● **Required work**
How many lines in the data below include the word "SampleFormat"? State the number alone.

%%

use std::sync::Arc;

use crate::models::audio_models::{AudioDevice, StreamParameters};
use crate::models::error::CaptureError;
use crate::traits::input_stream::InputStream;

/// Callback invoked with each chunk of captured samples.
///
/// `samples` are interleaved 16-bit PCM in delivery order. The callback
/// fires on the host's audio thread, so keep processing minimal.
pub type SampleCallback = Arc<dyn Fn(&[i16]) + Send + Sync + 'static>;

/// Interface to the platform audio subsystem.
///
/// Implemented by:
/// - `CpalHost` (mic-capture-cpal)
///
/// A value of this type is the initialized subsystem; dropping it
/// terminates the subsystem.
pub trait AudioHost {
    /// Every device the host exposes, input-capable or not, in
    /// host-enumeration order.
    fn devices(&self) -> Result<Vec<AudioDevice>, CaptureError>;

    /// Open (but do not start) an input stream on `device`.
    fn open_input_stream(
        &self,
        device: &AudioDevice,
        params: &StreamParameters,
        callback: SampleCallback,
    ) -> Result<Box<dyn InputStream>, CaptureError>;
}
//! cpal input stream wrapper.
//!
//! Negotiates a device configuration, converts whatever the device
//! delivers into 16-bit PCM, and forwards each chunk to the
//! `SampleCallback` on cpal's audio thread.

use cpal::traits::{DeviceTrait, StreamTrait};
use cpal::SampleFormat;

use mic_capture_core::models::audio_models::StreamParameters;
use mic_capture_core::models::error::CaptureError;
use mic_capture_core::processing::pcm;
use mic_capture_core::traits::audio_host::SampleCallback;
use mic_capture_core::traits::input_stream::InputStream;

use crate::device_enumerator::DeviceEnumerator;
use crate::stream_config::negotiate;

/// An opened cpal input stream. Dropping it closes the stream.
pub struct CpalInputStream {
    stream: cpal::Stream,
    device_name: String,
}

impl CpalInputStream {
    pub fn open(
        device: &cpal::Device,
        params: &StreamParameters,
        callback: SampleCallback,
    ) -> Result<Self, CaptureError> {
        let device_name = device.name().unwrap_or_default();

        let ranges: Vec<_> = device
            .supported_input_configs()
            .map_err(|e| CaptureError::StreamOpen(format!("failed to query input configs: {}", e)))?
            .collect();
        let negotiated = negotiate(&ranges, params)?;
        let config = negotiated.stream_config;

        // cpal has no latency parameter; the buffer size stands in for it.
        log::debug!(
            "'{}': {:?} at {} Hz, buffer {:?} (requested latency {:?})",
            device_name,
            negotiated.sample_format,
            config.sample_rate.0,
            config.buffer_size,
            params.latency
        );

        // Conversion target for non-i16 formats, reused across callbacks.
        let mut scratch: Vec<i16> = Vec::with_capacity(params.frames_per_buffer as usize);

        let stream = match negotiated.sample_format {
            SampleFormat::I16 => device.build_input_stream(
                &config,
                move |data: &[i16], _: &cpal::InputCallbackInfo| callback(data),
                error_handler(device_name.clone()),
                None,
            ),
            SampleFormat::F32 => device.build_input_stream(
                &config,
                move |data: &[f32], _: &cpal::InputCallbackInfo| {
                    pcm::f32_to_i16(data, &mut scratch);
                    callback(&scratch)
                },
                error_handler(device_name.clone()),
                None,
            ),
            SampleFormat::U16 => device.build_input_stream(
                &config,
                move |data: &[u16], _: &cpal::InputCallbackInfo| {
                    pcm::u16_to_i16(data, &mut scratch);
                    callback(&scratch)
                },
                error_handler(device_name.clone()),
                None,
            ),
            other => {
                return Err(CaptureError::StreamOpen(format!(
                    "unsupported sample format {:?}",
                    other
                )))
            }
        }
        .map_err(|e| CaptureError::StreamOpen(format!("failed to build stream: {}", e)))?;

        Ok(Self { stream, device_name })
    }

    /// Resolve `device` through `enumerator` and open a stream on it.
    pub fn open_enumerated(
        enumerator: &DeviceEnumerator<'_>,
        device: &mic_capture_core::AudioDevice,
        params: &StreamParameters,
        callback: SampleCallback,
    ) -> Result<Self, CaptureError> {
        let handle = enumerator.find_device(device)?;
        Self::open(&handle, params, callback)
    }
}

impl InputStream for CpalInputStream {
    fn start(&mut self) -> Result<(), CaptureError> {
        self.stream
            .play()
            .map_err(|e| CaptureError::StreamStart(e.to_string()))?;
        log::debug!("stream on '{}' started", self.device_name);
        Ok(())
    }

    fn stop(&mut self) -> Result<(), CaptureError> {
        self.stream
            .pause()
            .map_err(|e| CaptureError::StreamStop(e.to_string()))?;
        log::debug!("stream on '{}' stopped", self.device_name);
        Ok(())
    }
}

impl Drop for CpalInputStream {
    fn drop(&mut self) {
        log::debug!("closing stream on '{}'", self.device_name);
    }
}

fn error_handler(device_name: String) -> impl FnMut(cpal::StreamError) + Send + 'static {
    move |err| log::error!("audio stream error on '{}': {}", device_name, err)
}
//! Sample format conversion into the 16-bit PCM the recorder stores.

/// Convert float samples in `[-1.0, 1.0]` to 16-bit PCM, replacing the
/// contents of `out`.
///
/// Out-of-range input is clamped, so `-1.0` maps to `-32767`, not `i16::MIN`.
/// `out` keeps its allocation, so the audio thread can reuse one buffer.
pub fn f32_to_i16(samples: &[f32], out: &mut Vec<i16>) {
    out.clear();
    out.extend(
        samples
            .iter()
            .map(|&sample| (sample.clamp(-1.0, 1.0) * i16::MAX as f32) as i16),
    );
}

/// Convert offset-binary unsigned samples to signed 16-bit PCM, replacing
/// the contents of `out`.
pub fn u16_to_i16(samples: &[u16], out: &mut Vec<i16>) {
    out.clear();
    out.extend(samples.iter().map(|&sample| (sample ^ 0x8000) as i16));
}

/// Root-mean-square level of a chunk, normalized to 0.0-1.0.
pub fn rms_level(samples: &[i16]) -> f32 {
    if samples.is_empty() {
        return 0.0;
    }
    let sum_sq: f64 = samples.iter().map(|&s| (s as f64) * (s as f64)).sum();
    let rms = (sum_sq / samples.len() as f64).sqrt();
    (rms / i16::MAX as f64).min(1.0) as f32
}
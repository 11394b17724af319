//! # mic-capture-cpal
//!
//! cpal backend for mic-capture.
//!
//! Provides:
//! - `CpalHost`: scoped host handle implementing `AudioHost`
//! - `DeviceEnumerator`: device listing with input channel counts and latency
//! - `CpalInputStream`: input stream delivering 16-bit PCM chunks
//!
//! ## Platform Requirements
//! - Linux: ALSA development headers (`libasound2-dev`); JACK is opt-in via cpal
//! - macOS: Core Audio; Windows: WASAPI
//!
//! ## Usage
//! ```ignore
//! use mic_capture_core::{CaptureConfiguration, Recorder, select_device, AudioHost};
//! use mic_capture_cpal::CpalHost;
//!
//! let host = CpalHost::initialize();
//! let device = select_device(1, &host.devices()?)?;
//! let mut recorder = Recorder::new(host, CaptureConfiguration::default())?;
//! recorder.record(&device)?;
//! ```

pub mod device_enumerator;
pub mod host;
pub mod input_stream;
pub mod stream_config;

pub use device_enumerator::DeviceEnumerator;
pub use host::CpalHost;
pub use input_stream::CpalInputStream;
use std::path::PathBuf;
use std::time::Duration;

use clap::Parser;

use mic_capture_core::models::config::{
    DEFAULT_DURATION, DEFAULT_FRAMES_PER_BUFFER, DEFAULT_OUTPUT_PATH, DEFAULT_SAMPLE_RATE,
};
use mic_capture_core::{CaptureConfiguration, CaptureError};

/// Record a fixed-duration mono WAV from a chosen input device.
#[derive(Debug, Parser)]
#[command(name = "mic-capture", version, about)]
pub struct Args {
    /// Device id to record from; prompts on stdin when omitted.
    #[arg(short, long, allow_negative_numbers = true)]
    pub device: Option<i64>,

    /// Output WAV file (overwritten if present).
    #[arg(short, long, default_value = DEFAULT_OUTPUT_PATH)]
    pub output: PathBuf,

    /// Recording length in seconds.
    #[arg(long, default_value_t = DEFAULT_DURATION.as_secs_f64(), allow_negative_numbers = true)]
    pub duration: f64,

    /// Sample rate in Hz.
    #[arg(long, default_value_t = DEFAULT_SAMPLE_RATE)]
    pub sample_rate: u32,

    /// Frames the host delivers per callback.
    #[arg(long, default_value_t = DEFAULT_FRAMES_PER_BUFFER)]
    pub frames_per_buffer: u32,

    /// Audio host to use (e.g. alsa, jack); platform default when omitted.
    #[arg(long)]
    pub host: Option<String>,

    /// List input devices and exit.
    #[arg(long)]
    pub list: bool,

    /// Write a JSON metadata sidecar next to the recording.
    #[arg(long)]
    pub metadata: bool,
}

impl Args {
    pub fn to_configuration(&self) -> Result<CaptureConfiguration, CaptureError> {
        let duration = Duration::try_from_secs_f64(self.duration).map_err(|_| {
            CaptureError::Configuration(format!("invalid duration: {}", self.duration))
        })?;

        let config = CaptureConfiguration {
            sample_rate: self.sample_rate,
            frames_per_buffer: self.frames_per_buffer,
            duration,
            output_path: self.output.clone(),
            write_metadata: self.metadata,
            ..Default::default()
        };
        config.validate().map_err(CaptureError::Configuration)?;
        Ok(config)
    }
}
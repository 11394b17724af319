//! # mic-capture-core
//!
//! Platform-agnostic core for fixed-duration mono recording.
//!
//! Provides device selection, the callback-to-control-thread sample
//! handoff, and canonical 16-bit PCM WAV output. Platform backends
//! (currently cpal) implement the `AudioHost` and `InputStream` traits and
//! plug into the generic `Recorder`.
//!
//! ## Architecture
//!
//! ```text
//! mic-capture-core (this crate)
//! ├── traits/       ← AudioHost, InputStream, CaptureDelegate
//! ├── models/       ← CaptureError, CaptureState, CaptureConfiguration, AudioDevice, etc.
//! ├── processing/   ← SharedSampleBuffer, WAV serialization, PCM conversion
//! ├── session/      ← device selection, Recorder (state machine)
//! └── storage/      ← WavFileWriter, metadata sidecar
//! ```

pub mod models;
pub mod processing;
pub mod session;
pub mod storage;
pub mod traits;

#[cfg(test)]
mod testing;

// Re-export key types at crate root for convenience.
pub use models::audio_models::{AudioDevice, CaptureDiagnostics, StreamParameters};
pub use models::config::CaptureConfiguration;
pub use models::error::CaptureError;
pub use models::recording_result::{RecordingMetadata, RecordingResult};
pub use models::state::CaptureState;
pub use processing::sample_buffer::{SampleBuffer, SharedSampleBuffer};
pub use processing::wav_format::WavSpec;
pub use session::device_selector::{filter_input_devices, list_input_devices, parse_selection, select_device};
pub use session::recorder::Recorder;
pub use storage::wav_writer::WavFileWriter;
pub use traits::audio_host::{AudioHost, SampleCallback};
pub use traits::capture_delegate::CaptureDelegate;
pub use traits::input_stream::InputStream;
//! Wallet entry point: resolves a chain parameter to an adapter.

use crate::adapter::{AdapterError, ChainAdapter, Result};
use crate::registry::Registry;
use std::sync::Arc;

/// Dispatches wallet operations to the adapter for the requested chain.
/// An empty chain parameter selects the configured default.
pub struct WalletService {
    registry: Registry,
    default_chain: String,
}

impl WalletService {
    pub fn new(registry: Registry, default_chain: impl Into<String>) -> Self {
        Self {
            registry,
            default_chain: default_chain.into(),
        }
    }

    pub fn adapter_for(&self, chain: &str) -> Result<Arc<dyn ChainAdapter>> {
        let chain = if chain.is_empty() {
            &self.default_chain
        } else {
            chain
        };
        self.registry
            .get(chain)
            .ok_or_else(|| AdapterError::UnknownChain(chain.to_string()))
    }

    pub fn chains(&self) -> Vec<String> {
        self.registry.networks()
    }

    pub fn default_chain(&self) -> &str {
        &self.default_chain
    }
}
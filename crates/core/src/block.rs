//! Block structure for the simulated chain.

use crate::hash::Hash;
use crate::transaction::RecordedTransaction;
use chrono::{DateTime, Utc};
use serde::{Deserialize, Serialize};

/// A block in the single linear chain. Append-only; no forks, no
/// reorganization.
#[derive(Debug, Clone, PartialEq, Eq, Serialize, Deserialize)]
#[serde(rename_all = "camelCase")]
pub struct Block {
    /// Consensus-produced digest. Before sealing this slot holds the seed
    /// material derived from the parent hash and the transaction hash.
    pub hash: Hash,
    /// Strictly increasing, 0 for genesis.
    pub height: u64,
    pub prev_hash: Hash,
    pub timestamp: DateTime<Utc>,
    pub transactions: Vec<RecordedTransaction>,
}

impl Block {
    /// The genesis block: height 0, literal `genesis` hash, empty parent.
    pub fn genesis() -> Self {
        Self {
            hash: Hash::from_bytes(b"genesis".to_vec()),
            height: 0,
            prev_hash: Hash::empty(),
            timestamp: Utc::now(),
            transactions: Vec::new(),
        }
    }

    /// An unsealed successor of `parent` carrying `seed` in the hash slot.
    pub fn unsealed(parent: &Block, seed: Hash, timestamp: DateTime<Utc>) -> Self {
        Self {
            hash: seed,
            height: parent.height + 1,
            prev_hash: parent.hash.clone(),
            timestamp,
            transactions: Vec::new(),
        }
    }

    pub fn is_genesis(&self) -> bool {
        self.height == 0 && self.prev_hash.is_empty()
    }
}
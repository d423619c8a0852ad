//! Proof-of-work sealing: hash-based leading-zero-bit difficulty target.

use crate::{ConsensusError, Result};
use ferrochain_core::{hash_concat, Block};

/// Proof-of-work engine.
///
/// `seal` searches for a digest of the block seed and a counter that meets
/// the configured number of leading zero bits.
pub struct ProofOfWork {
    difficulty: u32,
}

impl ProofOfWork {
    pub fn new(difficulty: u32) -> Self {
        Self { difficulty }
    }

    pub fn difficulty(&self) -> u32 {
        self.difficulty
    }

    pub fn seal(&self, mut block: Block) -> Result<Block> {
        let mut nonce: u64 = 0;

        loop {
            let digest = hash_concat(&[block.hash.as_bytes(), &nonce.to_le_bytes()]);

            if leading_zero_bits(digest.as_bytes()) >= self.difficulty {
                block.hash = digest;
                return Ok(block);
            }

            nonce = nonce.wrapping_add(1);

            if nonce == 0 {
                return Err(ConsensusError::NonceOverflow);
            }
        }
    }

    /// Check the sealed hash against the difficulty target. Any block
    /// returned by [`seal`](Self::seal) passes.
    pub fn validate(&self, block: &Block) -> Result<()> {
        if leading_zero_bits(block.hash.as_bytes()) < self.difficulty {
            return Err(ConsensusError::InvalidProofOfWork);
        }

        Ok(())
    }

    pub fn name(&self) -> &'static str {
        "proof_of_work"
    }
}

/// Count leading zero bits: whole zero bytes add 8; the first non-zero byte
/// is scanned from its most significant bit and the scan stops at the first
/// one bit.
pub fn leading_zero_bits(bytes: &[u8]) -> u32 {
    let mut count = 0;

    for &byte in bytes {
        if byte == 0 {
            count += 8;
            continue;
        }

        count += byte.leading_zeros();
        break;
    }

    count
}

#[cfg(test)]
mod tests {
    use super::*;
    use ferrochain_core::Hash;

    fn seeded_block(seed: &[u8]) -> Block {
        let mut block = Block::genesis();
        block.hash = Hash::from_bytes(seed.to_vec());
        block
    }

    #[test]
    fn test_leading_zero_bits() {
        assert_eq!(leading_zero_bits(&[]), 0);
        assert_eq!(leading_zero_bits(&[0xFF]), 0);
        assert_eq!(leading_zero_bits(&[0x80]), 0);
        assert_eq!(leading_zero_bits(&[0x40]), 1);
        assert_eq!(leading_zero_bits(&[0x01]), 7);
        assert_eq!(leading_zero_bits(&[0x00, 0xFF]), 8);
        assert_eq!(leading_zero_bits(&[0x00, 0x10]), 11);
        assert_eq!(leading_zero_bits(&[0x00, 0x00]), 16);
        // scan stops at the first one bit
        assert_eq!(leading_zero_bits(&[0x20, 0x00]), 2);
    }

    #[test]
    fn test_seal_meets_difficulty() {
        for difficulty in [0u32, 1, 4, 8, 12] {
            let engine = ProofOfWork::new(difficulty);
            let sealed = engine.seal(seeded_block(b"some seed material")).unwrap();
            assert!(leading_zero_bits(sealed.hash.as_bytes()) >= difficulty);
        }
    }

    #[test]
    fn test_sealed_blocks_always_validate() {
        for difficulty in [0u32, 4, 8, 12] {
            let engine = ProofOfWork::new(difficulty);
            let sealed = engine.seal(seeded_block(b"validate me")).unwrap();
            assert!(engine.validate(&sealed).is_ok());
        }
    }

    #[test]
    fn test_seal_replaces_seed() {
        let engine = ProofOfWork::new(4);
        let seed = b"seed bytes".to_vec();
        let sealed = engine.seal(seeded_block(&seed)).unwrap();
        assert_ne!(sealed.hash.as_bytes(), seed.as_slice());
        assert_eq!(sealed.hash.as_bytes().len(), 32);
    }

    #[test]
    fn test_seal_deterministic_for_same_seed() {
        let engine = ProofOfWork::new(8);
        let a = engine.seal(seeded_block(b"same seed")).unwrap();
        let b = engine.seal(seeded_block(b"same seed")).unwrap();
        assert_eq!(a.hash, b.hash);
    }

    #[test]
    fn test_validate_rejects_weak_hash() {
        let engine = ProofOfWork::new(8);
        // 0xFF.. has zero leading zero bits
        let block = seeded_block(&[0xFF; 32]);
        assert!(matches!(
            engine.validate(&block),
            Err(ConsensusError::InvalidProofOfWork)
        ));
    }

    #[test]
    fn test_zero_difficulty_accepts_anything() {
        let engine = ProofOfWork::new(0);
        assert!(engine.validate(&seeded_block(&[0xFF; 32])).is_ok());
    }
}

%%

● **Solution to this problem**
4